La implementación de esta normativa, sin embargo, implicará un gran desafío para los órganos de la Administración. Es por eso por lo que la Secretaría de Gobierno Digital ya ha iniciado un trabajo conjunto con especialistas para desarrollar una hoja de ruta para prepararnos adecuadamente para la entrada en vigor de la ley, lo que ocurrirá en aproximadamente dos años. Este esfuerzo permitirá establecer mecanismos de adaptación temprana, diagnosticar brechas y generar capacidades técnicas en la Administración Pública.

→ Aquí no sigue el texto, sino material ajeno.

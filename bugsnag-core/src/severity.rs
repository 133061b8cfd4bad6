use http::StatusCode;
use serde::{Deserialize, Serialize};
use std::fmt;

/// Report urgency classification
#[derive(Debug, Clone, Copy, Default, PartialEq, Eq, Hash, Serialize, Deserialize)]
#[serde(rename_all = "lowercase")]
pub enum Severity {
    #[default]
    Error,
    Warning,
    Info,
}

impl Severity {
    /// Map an HTTP-like status onto a severity by status class.
    pub fn from_status(status: StatusCode) -> Self {
        if status.is_server_error() {
            Severity::Error
        } else if status.is_client_error() {
            Severity::Warning
        } else {
            Severity::Info
        }
    }

    pub fn as_str(&self) -> &'static str {
        match self {
            Severity::Error => "error",
            Severity::Warning => "warning",
            Severity::Info => "info",
        }
    }
}

impl fmt::Display for Severity {
    fn fmt(&self, f: &mut fmt::Formatter<'_>) -> fmt::Result {
        f.write_str(self.as_str())
    }
}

A pesar de las dificultades inherentes a este proceso, el impacto esperado es un fortalecimiento integral de la Administración Pública, la que ahora contará con las herramientas jurídicas para facilitar el flujo seguro de datos, con el objeto de optimizar la entrega de servicios, mejorar la eficacia y eficiencia en la gestión pública, y diseñar, implementar y evaluar políticas públicas en base a datos e información. Todo esto se llevará a cabo con un respeto firme por los derechos fundamentales de los ciudadanos de Chile.
¿Qué proyecciones tienes sobre la evolución de la legislación en materia de protección de datos en Chile a medida que avanza la tecnología?
Aunque pueda parecer contraintuitivo, considero que, a medida que la tecnología continúe avanzando, el rol de la legislación tenderá a quedar en un segundo plano en la operatividad diaria, cediendo protagonismo a una regulación más específica, dinámica y contextual que emanará de la futura Agencia de Protección de Datos Personales. Una de las lecciones clave de este proceso legislativo es que la ley, en su naturaleza general y estática, no puede igualar el ritmo de los desarrollos tecnológicos. Por lo tanto, resulta imperativo emplear instrumentos jurídicos que sean más flexibles y ágiles para garantizar una protección efectiva de los derechos de los individuos.
En este contexto, la legislación debe concebirse como un marco general que establece los principios fundamentales del sistema, sin restringir su capacidad de evolución y adaptación ante nuevas realidades. Este enfoque permite que el sistema se ajuste de manera oportuna y adecuada a los avances, en un proceso que la legislación formal –por la naturaleza deliberativa del Congreso– no podría ni debería intentar replicar en términos de velocidad.